No “Moneyball” Info to Report But….

…I really, really liked “The Social Network.” I know the film has been in theaters for over a month, but I waited to see it today because I knew writer Aaron Sorkin and the cast of the movie would be at our screening for a Q&A afterwards. I admit I was skeptical about it; how do you tell a visually entertaining story about a social networking site and the anti-social kid who invented it? But leave it to the creator of “The West Wing” and “A Few Good Men” to come up with words that grab you and don’t let go. For anyone who hasn’t seen the movie yet, GO. Here’s the trailer, which doesn’t begin to do the movie justice.
The acting is incredible from top to bottom (even Justin Timberlake is good!), and the pace of the film is so fast you can’t blink or you’ll miss something. Anyhow, I highly recommend it.
I was invited to the post-screening reception for Sorkin and the actors. That’s where I planned to ask him about “Moneyball.” Bad news. I arrived just as he was leaving – like five minutes into the party. “He had to be back in LA,” I was told when I asked why he had disappeared. Maybe he did have to drive back; traffic can be brutal on the 101 freeway on a sunny Sunday afternoon. But maybe the problem was Sorkin himself. He admitted during the Q&A that he was as socially awkward as the movie’s geeky protagonist and always felt as if he walked around with a sign on his forehead that said, “I don’t belong.” Whether that was just posturing or he really is uncomfortable around people in social settings I couldn’t tell you. I was just disappointed I didn’t get to talk to him. I did spend a few minutes with Andrew Garfield, the actor who plays the co-founder of Facebook. 
Me: “Andrew, I just have to tell you how much I enjoyed your performance.”
Andrew: “Oh, that’s really nice of you. Thanks.”
Me: “You’re British and yet you played the part of the Harvard grad with a flawless American accent.”
Andrew: “Well, my father is American so I grew up familiar with those familiar sounds. But thank you. I appreciate it.”
Me: “I really think you’re going to have a big career ahead of you. Do you have any new movie projects lined up?”
Andrew: “Um, yeah.”
Me: “Good. Good. Anything I’ll be hearing about?”
Andrew: (laughs shyly): “Um, I’m the new Spiderman.”
Me: “Oh, right!”
I walked away feeling like a total dork. I had just asked the hottest actor in Hollywood if he had any future jobs. Next time I’ll do my homework.
Back to baseball, the GM meetings get underway tomorrow. I know we’ve been told not to expect any major signings or deals while they’re going on, but Cashman always surprises us. (Raise your hand if you thought Curtis Granderson for Austin Jackson would come out of last year’s meeting.) I might have to send “Suzyn Waldman” down to Orlando to file a video for us. Stay tuned.

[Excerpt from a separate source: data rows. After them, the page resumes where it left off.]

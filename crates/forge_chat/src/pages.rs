//! Page-analyzer collaborator contract and the per-project analysis cache.

use std::sync::Arc;

use async_trait::async_trait;
use serde::{Deserialize, Serialize};
use tracing::{info, warn};

use crate::error::{ChatError, ChatResult};
use crate::types::{PageAnalysis, Project};

/// What the page-analyzer collaborator returns for one URL.
#[derive(Debug, Clone, Serialize, Deserialize)]
pub struct PageAnalysisOutcome {
    pub success: bool,
    #[serde(default, skip_serializing_if = "Option::is_none")]
    pub analysis: Option<PageAnalysis>,
    #[serde(default, skip_serializing_if = "Option::is_none")]
    pub error: Option<String>,
}

impl PageAnalysisOutcome {
    pub fn success(analysis: PageAnalysis) -> Self {
        Self {
            success: true,
            analysis: Some(analysis),
            error: None,
        }
    }

    pub fn failure(error: impl Into<String>) -> Self {
        Self {
            success: false,
            analysis: None,
            error: Some(error.into()),
        }
    }
}

/// External page-content fetcher and summarizer.
#[async_trait]
pub trait PageAnalyzer: Send + Sync {
    async fn analyze(&self, url: &str) -> PageAnalysisOutcome;
}

/// Per-project analysis cache over the collaborator.
///
/// Analysis is a one-time cost per URL per project: a cached entry is
/// returned as-is and the collaborator is never called again for it.
pub struct PageAnalysisCache {
    analyzer: Arc<dyn PageAnalyzer>,
}

impl PageAnalysisCache {
    pub fn new(analyzer: Arc<dyn PageAnalyzer>) -> Self {
        Self { analyzer }
    }

    /// Return the cached analysis for `url`, or analyze and store it.
    ///
    /// A collaborator failure becomes a `PageAnalysis` error the caller
    /// renders as a soft warning; it never aborts the turn.
    pub async fn get_or_analyze(
        &self,
        url: &str,
        project: &mut Project,
    ) -> ChatResult<PageAnalysis> {
        if let Some(cached) = project.data_requirements.page_analyses.get(url) {
            info!("Page analysis cache hit: {}", url);
            return Ok(cached.clone());
        }

        let outcome = self.analyzer.analyze(url).await;
        match (outcome.success, outcome.analysis) {
            (true, Some(analysis)) => {
                project
                    .data_requirements
                    .page_analyses
                    .insert(url.to_string(), analysis.clone());
                info!("Analyzed and cached page: {}", url);
                Ok(analysis)
            }
            _ => {
                let reason = outcome.error.unwrap_or_else(|| "Unknown error".to_string());
                warn!("Page analysis failed for {}: {}", url, reason);
                Err(ChatError::PageAnalysis(reason))
            }
        }
    }
}

/// Render one page analysis as a user-facing summary message.
pub fn render_analysis_summary(url: &str, analysis: &PageAnalysis) -> String {
    let mut summary = format!(
        "📋 Analysis of {url}\n\n\
         🏷️ Page Type: {}\n\
         📄 Content: {}\n\
         💎 Data Richness: {}\n\
         ⚙️ Complexity: {}\n\n\
         🎯 Main Data Available:",
        title_case(&analysis.page_type),
        analysis.main_content_type,
        analysis.richness.label(),
        analysis.complexity.label(),
    );

    if analysis.primary_fields.is_empty() {
        summary.push_str("\n• General content and text");
    } else {
        for field in analysis.primary_fields.iter().take(5) {
            summary.push_str(&format!("\n• {}", field));
        }
        if analysis.primary_fields.len() > 5 {
            summary.push_str(&format!(
                "\n• ... and {} more fields",
                analysis.primary_fields.len() - 5
            ));
        }
    }

    if !analysis.secondary_fields.is_empty() {
        summary.push_str("\n\n📊 Additional Data:");
        for field in analysis.secondary_fields.iter().take(3) {
            summary.push_str(&format!("\n• {}", field));
        }
    }

    if !analysis.insights.is_empty() {
        summary.push_str("\n\n💡 Key Insights:");
        for insight in analysis.insights.iter().take(2) {
            summary.push_str(&format!("\n• {}", insight));
        }
    }

    summary
}

fn title_case(text: &str) -> String {
    text.split(['_', '-', ' '])
        .filter(|w| !w.is_empty())
        .map(|w| {
            let mut chars = w.chars();
            match chars.next() {
                Some(first) => first.to_uppercase().collect::<String>() + chars.as_str(),
                None => String::new(),
            }
        })
        .collect::<Vec<_>>()
        .join(" ")
}
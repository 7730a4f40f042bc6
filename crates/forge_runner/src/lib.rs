//! # forge_runner
//!
//! Automation driver for ScrapeForge: scripts one external interactive
//! code-generation tool over its standard streams, monitors its output on
//! background readers, discovers the produced artifact by filesystem
//! heuristic, optionally executes it, and guarantees process teardown on
//! every exit path.
//!
//! # Example
//!
//! ```rust,no_run
//! use std::time::Duration;
//! use forge_runner::{AutomationDriver, DriverConfig};
//!
//! let config = DriverConfig::new("goose")
//!     .workdir("/tmp/session")
//!     .settle(Duration::from_secs(30));
//!
//! let mut driver = AutomationDriver::new(config);
//! let run = driver.run("Build a web scraper for https://example.com/products");
//! if let Some(artifact) = run.artifact {
//!     println!("generated: {}", artifact.display());
//! }
//! ```

pub mod artifact;
pub mod config;
pub mod driver;
pub mod error;
pub mod session;

pub use artifact::{discover_artifact, execute_artifact, ExecutionStatus};
pub use config::DriverConfig;
pub use driver::{AutomationDriver, AutomationRun, RunFailure};
pub use error::{DriverError, DriverResult};
pub use session::{AutomationSession, DriverPhase, ProgressSink};
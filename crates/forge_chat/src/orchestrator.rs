//! Generation orchestration.
//!
//! Bridges the conversation pipeline and the blocking automation driver:
//! the driver runs on a worker thread while the orchestrator polls its
//! completion under a hard wall-clock ceiling, emitting coarse progress
//! snapshots back to the chat transport.

use std::path::PathBuf;
use std::time::{Duration, Instant};

use tracing::{info, warn};

use forge_runner::{AutomationDriver, AutomationRun, DriverConfig, ExecutionStatus, RunFailure};

use crate::error::{ChatError, ChatResult};
use crate::transport::{ChatId, ChatTransport};

/// Polling and budget configuration for one generation attempt.
#[derive(Debug, Clone)]
pub struct OrchestratorConfig {
    /// How often the worker's completion flag is checked.
    pub poll_interval: Duration,
    /// How often the progress message is refreshed.
    pub progress_interval: Duration,
    /// Hard wall-clock budget; the caller is never blocked past this plus
    /// one poll interval.
    pub ceiling: Duration,
}

impl Default for OrchestratorConfig {
    fn default() -> Self {
        Self {
            poll_interval: Duration::from_secs(5),
            progress_interval: Duration::from_secs(15),
            ceiling: Duration::from_secs(120),
        }
    }
}

/// How a generation attempt ended.
#[derive(Debug, Clone)]
pub enum GenerationOutcome {
    /// The tool produced an artifact; execution detail attached.
    Generated {
        artifact: PathBuf,
        execution: Option<ExecutionStatus>,
    },
    /// The tool process could not be started.
    StartFailed { error: String },
    /// The prompt never reached the tool.
    SendFailed { error: String },
    /// The tool ran but left nothing fresh to discover.
    ArtifactNotFound,
    /// Ceiling breached with the worker still running; the driver's own
    /// teardown still runs on the abandoned worker.
    TimedOut { elapsed: Duration },
}

impl GenerationOutcome {
    /// Typed error for the non-generated outcomes; `None` when an artifact
    /// exists (execution trouble does not invalidate the generation).
    pub fn as_error(&self) -> Option<ChatError> {
        match self {
            Self::Generated { .. } => None,
            Self::StartFailed { error } => Some(ChatError::AutomationStart(error.clone())),
            Self::SendFailed { error } => Some(ChatError::PromptSend(error.clone())),
            Self::ArtifactNotFound => Some(ChatError::ArtifactNotFound),
            Self::TimedOut { .. } => Some(ChatError::GenerationTimeout),
        }
    }
}

/// Runs the blocking automation driver without blocking the control loop.
pub struct GenerationOrchestrator {
    config: OrchestratorConfig,
    driver_config: DriverConfig,
}

impl GenerationOrchestrator {
    pub fn new(driver_config: DriverConfig) -> Self {
        Self {
            config: OrchestratorConfig::default(),
            driver_config,
        }
    }

    pub fn with_config(config: OrchestratorConfig, driver_config: DriverConfig) -> Self {
        Self {
            config,
            driver_config,
        }
    }

    /// Run one generation attempt, reporting progress to `chat_id`.
    ///
    /// Only transport failures surface as errors; every driver-side failure
    /// mode is a `GenerationOutcome` variant.
    pub async fn generate(
        &self,
        transport: &dyn ChatTransport,
        chat_id: ChatId,
        prompt: &str,
    ) -> ChatResult<GenerationOutcome> {
        let budget = self.config.ceiling.as_secs();
        let progress_ref = transport
            .send_text(
                chat_id,
                &format!("⏳ Generating your scraper... (budget: {}s)", budget),
            )
            .await?;

        info!("Starting generation worker (ceiling {}s)", budget);
        let driver_config = self.driver_config.clone();
        let prompt = prompt.to_string();
        let handle =
            tokio::task::spawn_blocking(move || AutomationDriver::new(driver_config).run(&prompt));

        let started = Instant::now();
        let mut last_progress = Instant::now();

        loop {
            if handle.is_finished() {
                let run = match handle.await {
                    Ok(run) => run,
                    Err(e) => {
                        warn!("Generation worker died: {}", e);
                        return Ok(GenerationOutcome::StartFailed {
                            error: e.to_string(),
                        });
                    }
                };
                let _ = transport
                    .edit_text(&progress_ref, "✅ Generation finished.")
                    .await;
                return Ok(Self::map_run(run));
            }

            if started.elapsed() >= self.config.ceiling {
                // Abandon the worker; the driver tears its process down on
                // its own thread.
                warn!(
                    "Generation exceeded the {}s ceiling, reporting timeout",
                    budget
                );
                let _ = transport
                    .edit_text(
                        &progress_ref,
                        &format!("⚠️ Generation timed out after {}s.", budget),
                    )
                    .await;
                return Ok(GenerationOutcome::TimedOut {
                    elapsed: started.elapsed(),
                });
            }

            tokio::time::sleep(self.config.poll_interval).await;

            if last_progress.elapsed() >= self.config.progress_interval {
                let text = format!(
                    "⏳ Still generating... {}s elapsed of {}s budget",
                    started.elapsed().as_secs(),
                    budget
                );
                let _ = transport.edit_text(&progress_ref, &text).await;
                last_progress = Instant::now();
            }
        }
    }

    fn map_run(run: AutomationRun) -> GenerationOutcome {
        if let Some(artifact) = run.artifact {
            return GenerationOutcome::Generated {
                artifact,
                execution: run.execution,
            };
        }
        match run.failure {
            Some(RunFailure::Start { error }) => GenerationOutcome::StartFailed { error },
            Some(RunFailure::Send { error }) => GenerationOutcome::SendFailed { error },
            Some(RunFailure::ArtifactNotFound) | None => GenerationOutcome::ArtifactNotFound,
        }
    }
}

#[cfg(test)]
mod tests {
    use super::*;
    use crate::transport::testing::RecordingTransport;

    fn fast_config() -> OrchestratorConfig {
        OrchestratorConfig {
            poll_interval: Duration::from_millis(20),
            progress_interval: Duration::from_millis(50),
            ceiling: Duration::from_millis(250),
        }
    }

    #[test]
    fn test_outcome_error_mapping() {
        let timeout = GenerationOutcome::TimedOut {
            elapsed: Duration::from_secs(120),
        };
        assert!(matches!(
            timeout.as_error(),
            Some(ChatError::GenerationTimeout)
        ));

        let generated = GenerationOutcome::Generated {
            artifact: PathBuf::from("scraper.py"),
            execution: None,
        };
        assert!(generated.as_error().is_none());
    }

    #[test]
    fn test_map_run_outcomes() {
        let not_found = AutomationRun {
            success: false,
            artifact: None,
            execution: None,
            failure: Some(RunFailure::ArtifactNotFound),
        };
        assert!(matches!(
            GenerationOrchestrator::map_run(not_found),
            GenerationOutcome::ArtifactNotFound
        ));

        let started = AutomationRun {
            success: false,
            artifact: None,
            execution: None,
            failure: Some(RunFailure::Start {
                error: "no such tool".to_string(),
            }),
        };
        assert!(matches!(
            GenerationOrchestrator::map_run(started),
            GenerationOutcome::StartFailed { .. }
        ));
    }

    #[cfg(unix)]
    mod unix {
        use super::*;

        fn slow_driver(dir: &std::path::Path) -> DriverConfig {
            DriverConfig::new("/bin/sh")
                .tool_args(vec!["-c".to_string(), "while read l; do :; done".to_string()])
                .workdir(dir)
                .warmup(Duration::from_secs(2))
                .settle(Duration::from_millis(50))
                .extra_wait(Duration::from_millis(50))
                .exit_grace(Duration::from_millis(20))
        }

        #[tokio::test]
        async fn test_timeout_bound_is_respected() {
            let dir = tempfile::tempdir().unwrap();
            let orchestrator =
                GenerationOrchestrator::with_config(fast_config(), slow_driver(dir.path()));
            let transport = RecordingTransport::new();

            let started = Instant::now();
            let outcome = orchestrator
                .generate(&transport, 1, "build something")
                .await
                .unwrap();
            let elapsed = started.elapsed();

            assert!(matches!(outcome, GenerationOutcome::TimedOut { .. }));
            // Never blocks past the ceiling plus one poll interval (plus
            // scheduling slack).
            assert!(
                elapsed < Duration::from_millis(250 + 20 + 200),
                "took {:?}",
                elapsed
            );
            let edits = transport.edited_texts();
            assert!(edits.iter().any(|t| t.contains("timed out")));
        }

        #[tokio::test]
        async fn test_progress_snapshots_are_emitted() {
            let dir = tempfile::tempdir().unwrap();
            let config = OrchestratorConfig {
                poll_interval: Duration::from_millis(20),
                progress_interval: Duration::from_millis(40),
                ceiling: Duration::from_millis(400),
            };
            let orchestrator =
                GenerationOrchestrator::with_config(config, slow_driver(dir.path()));
            let transport = RecordingTransport::new();

            let _ = orchestrator
                .generate(&transport, 1, "build something")
                .await
                .unwrap();

            assert!(transport
                .edited_texts()
                .iter()
                .any(|t| t.contains("Still generating")));
        }

        #[tokio::test]
        async fn test_successful_run_maps_to_generated() {
            let dir = tempfile::tempdir().unwrap();
            let driver = DriverConfig::new("/bin/sh")
                .tool_args(vec![
                    "-c".to_string(),
                    "read p; echo \"echo done\" > scraper.sh; while read l; do :; done"
                        .to_string(),
                ])
                .workdir(dir.path())
                .warmup(Duration::from_millis(30))
                .settle(Duration::from_millis(200))
                .extra_wait(Duration::from_millis(50))
                .exit_grace(Duration::from_millis(20))
                .exec_timeout(Duration::from_millis(500))
                .artifact_patterns(vec!["*.sh".to_string()]);
            let config = OrchestratorConfig {
                poll_interval: Duration::from_millis(20),
                progress_interval: Duration::from_millis(100),
                ceiling: Duration::from_secs(10),
            };
            let orchestrator = GenerationOrchestrator::with_config(config, driver);
            let transport = RecordingTransport::new();

            let outcome = orchestrator
                .generate(&transport, 1, "build a scraper")
                .await
                .unwrap();

            match outcome {
                GenerationOutcome::Generated { artifact, .. } => {
                    assert_eq!(artifact, dir.path().join("scraper.sh"));
                }
                other => panic!("expected generated, got {:?}", other),
            }
        }

        #[tokio::test]
        async fn test_missing_tool_reports_start_failure() {
            let dir = tempfile::tempdir().unwrap();
            let driver = DriverConfig::new("/nonexistent/tool").workdir(dir.path());
            let orchestrator = GenerationOrchestrator::with_config(fast_config(), driver);
            let transport = RecordingTransport::new();

            let outcome = orchestrator
                .generate(&transport, 1, "build something")
                .await
                .unwrap();
            assert!(matches!(outcome, GenerationOutcome::StartFailed { .. }));
        }
    }
}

Never Mind That Boxing Match I Mentioned Yesterday

I had no idea that HBO/PPV was charging $60 to order it. What a rip off. One fight costs $60 but you can buy nearly 162 MLB games on cable for not much more? I’ll stick with baseball – and movies.
Today, as part of the Santa Barbara Film Festival’s Cinema Society group that I belong to, we had a screening of British director Mike Leigh’s new film “Another Year.” There are no car chases, no special effects, just a quiet character study of a middle-aged married couple and their eccentric, down-on-their-luck friends and family members. Scheduled for release in December, it features a performance by actress Lesley Manville that’s sure to get attention at Oscar time. Here’s the trailer.
Tomorrow we’re seeing “The Social Network,” and writer Aaron Sorkin, along with the cast, will be on hand for a Q&A afterwards. I’m really looking forward to meeting Sorkin – and to asking him about his forthcoming movie version of “Moneyball.” How do you make a film about Billy Beane and the Oakland A’s? I guess I’ll find out.